Puppy killed a Pigeon :(

muscovy94

Songster
11 Years
Nov 11, 2008
912
12
189
Vicksburg, MS
Hello everyone we recently adopted a little mixed breed puppy from the humane society and he is cute as can be! The thing is, he LOVES to terrorize the chickens and has recently killed one of our pigeons. He is only about 9 weeks old. I know this is just him being a playful puppy, but I'm scared if we don't do something now we will have a problem in the future. The chickens free range, and the puppy will just be a big ole farm dog that roams wherever he wants. Will he grow out of this agressiveness? If not, is there a way to teach him to not even go around or touch the chickens?
 

muscovy94

Songster
11 Years
Nov 11, 2008
912
12
189
Vicksburg, MS
sorry let me rephrase that. He was nine or ten weeks when we got him, which was about a month and a half ago...so he is about 13 to fifteen weeks now. The humane society wasn't exactly sure to begin with so its anyone's guess. They only thing i can say is that he is BIG. doesn't have puppy breath anymore if that gives you an age range...
 

Crazyland

Songster
10 Years
Aug 14, 2009
1,163
6
161
Sandhills NC
I would take him out on a leash around the birds and correct him if he walks towards them or looks at them. Get him to focus on you and only you.
 

Cara

Songster
12 Years
Aug 30, 2007
3,267
8
221
NM
3798_untitled.jpg
 

Skyesrocket

Songster
11 Years
Mar 20, 2008
1,793
9
171
I agree with crazyland. If he is going to be a farm dog he needs to respect your livestock. Train him while he is young.
Good Luck.
 

babsbag

Songster
10 Years
Jan 12, 2010
729
9
169
Anderson, CA
At the risk of being yelled at, take a deep breath...me, not you....have you thought about an electric collar for training him? The only reason I say that is because we have our dogs trained for rattlesnake avoidance and the trainer uses an electric collar to do it. If my dogs smell, see, or hear a rattlesnake they go in the opposite direction. I see no reason why it wouldn't work the same for seeing or smelling a chicken. I am able to keep mine completely seperate so I haven't done it, but it is on my "to do" list this summer. Just a thought. I am not a dog trainer, and I know some people hate those collars, but I think that they have a place, when used properly. And avoidance is the only time we use it on our dogs. Their other training is just done the plain old fashion way. I have read and heard all the stories, both sides, and I decided that the rattlesnake bite was worse than the collar bits.

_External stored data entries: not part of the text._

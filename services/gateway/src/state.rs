use matching_engine::{Instrumented, MatchingEngine, SolverMetrics};
use std::sync::Arc;

#[derive(Clone)]
pub struct AppState {
    /// Instrumented engine; the metrics sink behind it is shared by every
    /// in-flight request
    pub solver: Instrumented,
}

impl AppState {
    pub fn new() -> Self {
        Self {
            solver: Instrumented::new(MatchingEngine::new(), Arc::new(SolverMetrics::new())),
        }
    }
}
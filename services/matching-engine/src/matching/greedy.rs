//! Randomized first-fit assignment
//!
//! Baseline strategy used for comparison against the stable solver. The
//! applicant processing order is shuffled on every call, so two runs over
//! the same input may produce different assignments; capacity limits hold
//! regardless. No backtracking, no eviction.

use rand::seq::SliceRandom;
use std::collections::HashMap;
use types::applicant::Applicant;
use types::assignment::Assignment;
use types::ids::SlotId;
use types::slot::Slot;

/// Assign each applicant to the first preferred slot with a seat left
///
/// Unknown slot references are skipped as if the slot had no seats.
/// Applicants whose whole list is exhausted stay unassigned, silently.
pub fn solve(applicants: &[Applicant], slots: &[Slot]) -> Vec<Assignment> {
    let mut remaining: HashMap<SlotId, u32> =
        slots.iter().map(|s| (s.id, s.capacity)).collect();

    let mut order: Vec<&Applicant> = applicants.iter().collect();
    order.shuffle(&mut rand::thread_rng());

    let mut assignments = Vec::new();
    for applicant in order {
        for &slot_id in &applicant.preferences {
            let Some(seats) = remaining.get_mut(&slot_id) else {
                continue;
            };
            if *seats > 0 {
                *seats -= 1;
                assignments.push(Assignment::new(applicant.id, slot_id));
                break;
            }
        }
    }
    assignments
}
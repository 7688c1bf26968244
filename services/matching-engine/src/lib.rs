//! Matching Engine Service
//!
//! Computes assignments between applicants and capacity-bounded slots from
//! two-sided ranked preferences. Two solvers are offered: a randomized
//! first-fit baseline and a capacitated deferred-acceptance (Gale-Shapley)
//! procedure that guarantees a stable matching.
//!
//! **Key Invariants:**
//! - No slot ever holds more applicants than its capacity
//! - No applicant is assigned to more than one slot
//! - The deferred-acceptance solver terminates with no blocking pair
//! - Every call builds its own working state; nothing is shared across calls

pub mod engine;
pub mod index;
pub mod matching;
pub mod metrics;

pub use engine::MatchingEngine;
pub use metrics::{Instrumented, SolverMetrics};
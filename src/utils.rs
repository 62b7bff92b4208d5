use std::path::PathBuf;

/// Path convention the target string should follow.
#[derive(Debug, Clone, Copy, PartialEq, Eq)]
pub enum Platform {
    Windows,
    Wsl,
    MacOs,
    Linux,
}

impl Platform {
    pub fn current() -> Self {
        #[cfg(target_os = "windows")]
        {
            Platform::Windows
        }
        #[cfg(target_os = "macos")]
        {
            Platform::MacOs
        }
        #[cfg(target_os = "linux")]
        {
            if is_wsl() {
                Platform::Wsl
            } else {
                Platform::Linux
            }
        }
        #[cfg(not(any(target_os = "windows", target_os = "macos", target_os = "linux")))]
        {
            Platform::Linux
        }
    }
}

#[cfg(target_os = "linux")]
fn is_wsl() -> bool {
    std::fs::read_to_string("/proc/version")
        .map(|v| v.to_lowercase().contains("microsoft"))
        .unwrap_or(false)
}

/// Convert a path string to the convention of `platform`.
///
/// Handles the prefix patterns extensions are known to send: WSL mounts
/// (`/mnt/c/...`), Git-Bash style drive roots (`/c/...`), Windows drive
/// paths with either slash, and UNC paths (left untouched). Unix-native
/// platforms receive the string unchanged.
pub fn convert_path(path: &str, platform: Platform) -> String {
    match platform {
        Platform::MacOs | Platform::Linux => path.to_string(),
        Platform::Windows => {
            if path.starts_with("\\\\") {
                // UNC path, already Windows-native
                return path.to_string();
            }
            if let Some(rest) = strip_unix_drive_prefix(path) {
                let (drive, tail) = rest;
                return format!("{}:\\{}", drive.to_ascii_uppercase(), tail.replace('/', "\\"));
            }
            if is_windows_drive_path(path) {
                return path.replace('/', "\\");
            }
            path.to_string()
        }
        Platform::Wsl => {
            if is_windows_drive_path(path) {
                let drive = path.chars().next().expect("drive letter checked");
                let tail = path[2..].trim_start_matches(['\\', '/']).replace('\\', "/");
                return format!("/mnt/{}/{}", drive.to_ascii_lowercase(), tail);
            }
            path.to_string()
        }
    }
}

/// `/mnt/c/foo` or `/c/foo` -> `(c, "foo")`.
fn strip_unix_drive_prefix(path: &str) -> Option<(char, &str)> {
    let rest = path.strip_prefix("/mnt/").or_else(|| path.strip_prefix("/"))?;
    let mut chars = rest.chars();
    let drive = chars.next()?;
    if !drive.is_ascii_alphabetic() {
        return None;
    }
    match chars.next() {
        Some('/') => Some((drive, &rest[2..])),
        None => Some((drive, "")),
        _ => None,
    }
}

fn is_windows_drive_path(path: &str) -> bool {
    let bytes = path.as_bytes();
    bytes.len() >= 2 && bytes[0].is_ascii_alphabetic() && bytes[1] == b':'
}

/// Default screenshot target when neither the extension nor configuration
/// names one.
pub fn downloads_dir() -> PathBuf {
    dirs::download_dir()
        .or_else(|| dirs::home_dir().map(|h| h.join("Downloads")))
        .unwrap_or_else(|| PathBuf::from("."))
}

/// Timestamped screenshot filename, filesystem-safe on every platform.
pub fn screenshot_filename() -> String {
    format!(
        "screenshot-{}.png",
        chrono::Local::now().format("%Y-%m-%dT%H-%M-%S-%3f")
    )
}
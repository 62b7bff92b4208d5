use crate::{BridgeError, Result};
use crate::timeouts::PORT_PROBE_MAX_ATTEMPTS;
use tokio::net::TcpListener;

/// Find a free listening port starting at `start`, probing sequentially.
///
/// A bind failure with `AddrInUse` advances to the next port; any other
/// bind error is fatal and propagates immediately. The probe listener is
/// dropped before returning, so the caller binds the port itself.
pub async fn find_available_port(host: &str, start: u16, max_attempts: u16) -> Result<u16> {
    for offset in 0..max_attempts {
        let port = start
            .checked_add(offset)
            .ok_or(BridgeError::PortExhausted {
                start,
                end: u16::MAX,
            })?;

        match TcpListener::bind((host, port)).await {
            Ok(listener) => {
                // Resolves a requested port of 0 to the ephemeral port the
                // OS actually assigned.
                let bound = listener.local_addr()?.port();
                drop(listener);
                if offset > 0 {
                    tracing::info!(requested = start, bound, "Requested port busy, using fallback");
                }
                return Ok(bound);
            }
            Err(e) if e.kind() == std::io::ErrorKind::AddrInUse => {
                tracing::debug!(port, "Port in use, trying next");
            }
            Err(e) => return Err(e.into()),
        }
    }

    Err(BridgeError::PortExhausted {
        start,
        end: start.saturating_add(max_attempts),
    })
}

pub async fn find_available_port_default(host: &str, start: u16) -> Result<u16> {
    find_available_port(host, start, PORT_PROBE_MAX_ATTEMPTS).await
}
use crate::config::BrowserConfig;
use crate::{BridgeError, Result};
use std::path::{Path, PathBuf};
use std::sync::Mutex;

/// OS primitives injected into discovery strategies so each one is
/// testable independently of the OS it targets.
pub trait SystemProbe: Send + Sync {
    fn path_exists(&self, path: &Path) -> bool;
    fn run_command(&self, program: &str, args: &[&str]) -> Option<String>;
    fn locate_in_path(&self, binary: &str) -> Option<PathBuf>;
}

pub struct RealProbe;

impl SystemProbe for RealProbe {
    fn path_exists(&self, path: &Path) -> bool {
        path.exists()
    }

    fn run_command(&self, program: &str, args: &[&str]) -> Option<String> {
        let output = std::process::Command::new(program).args(args).output().ok()?;
        if !output.status.success() {
            return None;
        }
        Some(String::from_utf8_lossy(&output.stdout).into_owned())
    }

    fn locate_in_path(&self, binary: &str) -> Option<PathBuf> {
        which::which(binary).ok()
    }
}

/// Resolves a browser executable. Strategies in priority order, first hit
/// wins: explicit configured paths, a previously discovered cached path,
/// a launcher-utility probe over PATH, then OS-native lookup and fixed
/// well-known install locations.
pub struct BrowserLocator {
    config: BrowserConfig,
    cache: Mutex<Option<PathBuf>>,
    probe: Box<dyn SystemProbe>,
}

impl BrowserLocator {
    pub fn new(config: BrowserConfig) -> Self {
        Self::with_probe(config, Box::new(RealProbe))
    }

    pub fn with_probe(config: BrowserConfig, probe: Box<dyn SystemProbe>) -> Self {
        Self {
            config,
            cache: Mutex::new(None),
            probe,
        }
    }

    pub fn discover(&self) -> Result<PathBuf> {
        // 1. Explicit custom paths, in the caller's preferred-browser order.
        for name in &self.config.preferred_order {
            if let Some(path) = self.config.custom_paths.get(name)
                && self.probe.path_exists(path)
            {
                tracing::debug!(browser = %name, path = %path.display(), "Using configured browser path");
                return Ok(path.clone());
            }
        }

        // 2. Previously discovered path, if still present.
        if let Some(cached) = self.cache.lock().expect("locator cache poisoned").clone()
            && self.probe.path_exists(&cached)
        {
            return Ok(cached);
        }

        // 3. Launcher utility probe over PATH.
        for name in &self.config.preferred_order {
            for binary in binary_names(name) {
                if let Some(path) = self.probe.locate_in_path(binary) {
                    return Ok(self.remember(path));
                }
            }
        }

        // 4. OS-native lookup and well-known install locations.
        for candidate in native_candidates(self.probe.as_ref(), &self.config.preferred_order) {
            if self.probe.path_exists(&candidate) {
                return Ok(self.remember(candidate));
            }
        }

        Err(BridgeError::NoBrowserFound)
    }

    fn remember(&self, path: PathBuf) -> PathBuf {
        tracing::info!(path = %path.display(), "Browser executable discovered");
        *self.cache.lock().expect("locator cache poisoned") = Some(path.clone());
        path
    }
}

/// PATH binary names per browser, most specific first.
fn binary_names(browser: &str) -> &'static [&'static str] {
    match browser {
        "chrome" => &["google-chrome", "google-chrome-stable", "chrome"],
        "chromium" => &["chromium", "chromium-browser"],
        "edge" => &["microsoft-edge", "microsoft-edge-stable", "msedge"],
        "brave" => &["brave-browser", "brave"],
        _ => &[],
    }
}

#[cfg(target_os = "windows")]
fn native_candidates(probe: &dyn SystemProbe, browsers: &[String]) -> Vec<PathBuf> {
    windows_candidates(probe, browsers)
}

#[cfg(target_os = "macos")]
fn native_candidates(_probe: &dyn SystemProbe, browsers: &[String]) -> Vec<PathBuf> {
    macos_candidates(browsers)
}

#[cfg(not(any(target_os = "windows", target_os = "macos")))]
fn native_candidates(probe: &dyn SystemProbe, browsers: &[String]) -> Vec<PathBuf> {
    linux_candidates(probe, browsers)
}

/// Windows lookup: App Paths registry keys (HKLM then HKCU), a version
/// beacon key implying a default install, then fixed Program Files paths.
pub fn windows_candidates(probe: &dyn SystemProbe, browsers: &[String]) -> Vec<PathBuf> {
    let mut candidates = Vec::new();

    for browser in browsers {
        let exe = match browser.as_str() {
            "chrome" | "chromium" => "chrome.exe",
            "edge" => "msedge.exe",
            "brave" => "brave.exe",
            _ => continue,
        };

        for hive in ["HKLM", "HKCU"] {
            let key = format!(
                r"{}\SOFTWARE\Microsoft\Windows\CurrentVersion\App Paths\{}",
                hive, exe
            );
            if let Some(output) = probe.run_command("reg", &["query", &key, "/ve"])
                && let Some(path) = parse_reg_default_value(&output)
            {
                candidates.push(PathBuf::from(path));
            }
        }

        if browser == "chrome" {
            // Version beacon only confirms an install; the path is implied.
            let beacon = r"HKCU\Software\Google\Chrome\BLBeacon";
            if probe
                .run_command("reg", &["query", beacon, "/v", "version"])
                .is_some()
            {
                candidates.push(PathBuf::from(
                    r"C:\Program Files\Google\Chrome\Application\chrome.exe",
                ));
                candidates.push(PathBuf::from(
                    r"C:\Program Files (x86)\Google\Chrome\Application\chrome.exe",
                ));
            }
        }

        candidates.extend(windows_fixed_paths(browser));
    }

    candidates
}

fn windows_fixed_paths(browser: &str) -> Vec<PathBuf> {
    let paths: &[&str] = match browser {
        "chrome" => &[
            r"C:\Program Files\Google\Chrome\Application\chrome.exe",
            r"C:\Program Files (x86)\Google\Chrome\Application\chrome.exe",
        ],
        "chromium" => &[r"C:\Program Files\Chromium\Application\chrome.exe"],
        "edge" => &[
            r"C:\Program Files (x86)\Microsoft\Edge\Application\msedge.exe",
            r"C:\Program Files\Microsoft\Edge\Application\msedge.exe",
        ],
        "brave" => &[r"C:\Program Files\BraveSoftware\Brave-Browser\Application\brave.exe"],
        _ => &[],
    };
    paths.iter().map(PathBuf::from).collect()
}

/// Parse `reg query ... /ve` output: the default value is the last
/// REG_SZ column on the value line.
fn parse_reg_default_value(output: &str) -> Option<String> {
    for line in output.lines() {
        if let Some(idx) = line.find("REG_SZ") {
            let value = line[idx + "REG_SZ".len()..].trim();
            if !value.is_empty() {
                return Some(value.to_string());
            }
        }
    }
    None
}

/// macOS lookup: fixed application-bundle paths per browser. Safari is
/// deliberately absent: it has no devtools-compatible control channel.
pub fn macos_candidates(browsers: &[String]) -> Vec<PathBuf> {
    let mut candidates = Vec::new();
    for browser in browsers {
        let paths: &[&str] = match browser.as_str() {
            "chrome" => &[
                "/Applications/Google Chrome.app/Contents/MacOS/Google Chrome",
                "/Applications/Google Chrome Canary.app/Contents/MacOS/Google Chrome Canary",
            ],
            "chromium" => &["/Applications/Chromium.app/Contents/MacOS/Chromium"],
            "edge" => &["/Applications/Microsoft Edge.app/Contents/MacOS/Microsoft Edge"],
            "brave" => &["/Applications/Brave Browser.app/Contents/MacOS/Brave Browser"],
            _ => &[],
        };
        candidates.extend(paths.iter().map(PathBuf::from));
    }
    candidates
}

/// Linux lookup: shell `command -v` probes over known binary names, then
/// fixed alternative install paths.
pub fn linux_candidates(probe: &dyn SystemProbe, browsers: &[String]) -> Vec<PathBuf> {
    let mut candidates = Vec::new();

    for browser in browsers {
        for binary in binary_names(browser) {
            for lookup in ["command -v", "which", "type -p"] {
                if let Some(output) =
                    probe.run_command("sh", &["-c", &format!("{} {}", lookup, binary)])
                {
                    let path = output.trim();
                    if !path.is_empty() {
                        candidates.push(PathBuf::from(path));
                        break;
                    }
                }
            }
        }
    }

    for browser in browsers {
        let paths: &[&str] = match browser.as_str() {
            "chrome" => &["/usr/bin/google-chrome", "/usr/bin/google-chrome-stable", "/opt/google/chrome/chrome"],
            "chromium" => &["/usr/bin/chromium", "/usr/bin/chromium-browser", "/snap/bin/chromium"],
            "edge" => &["/usr/bin/microsoft-edge", "/opt/microsoft/msedge/msedge"],
            "brave" => &["/usr/bin/brave-browser", "/opt/brave.com/brave/brave-browser"],
            _ => &[],
        };
        candidates.extend(paths.iter().map(PathBuf::from));
    }

    candidates
}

It is kinda like a religion with those things. Everyone has an opinion.
 

Akane

Crowing
11 Years
Jun 15, 2008
4,654
63
251
Shock collars are best used with an experienced trainer. They can work fine without being cruel or even causing pain but they need to be used correctly or you'll just make more problems.

Tie the pup to you with about 4-6' of leash depending on it's height/size. Now go about your day. Do not untie the puppy. Use the computer, feed the chickens, collect eggs, go for a walk, watch tv... I don't care but don't untie the puppy. Where you go it goes. If it starts after a chicken make a very loud startling sound like a sharp "EH" followed by "leave it" and move a little the other way. If the puppy is very very insistent that's when it loses it's privilege of being with you. Tie it just out of reach of the chickens and you until you are done. Then recover puppy and continue. Things may start out rough but eventually you create a dog that sticks to you like glue, ignores everything around it, and is just waiting for your next move. Never ever ever give the puppy a chance to chase anything. Every time you allow a dog to chase you reinforce the idea in their heads and it will take 10times more effort to stop it. Some dogs will never be safe unsupervised around chickens. I have dogs bred to hunt bear and wild boar. They aren't the point out game and wait type of hunting dog. More like charge in, drag it to the ground, and keep tearing until it stops moving. I will never trust them unsupervised around chickens but despite the fact their one overlying thought at any given moment is "chase" followed by "kill" I have no problems with them around the birds while I'm there and frequently my akita makes escapes from the dog yard and heads to the field to kill rabbits ignoring the scattering chickens on her way. Any dog can be trustworthy supervised so long as you never let them chase and always show them they should ignore the birds. Most dogs will never be trustworthy unsupervised. If that's what you want then you should invest in a purebred livestock guardian breed from proven lines instead of an unknown.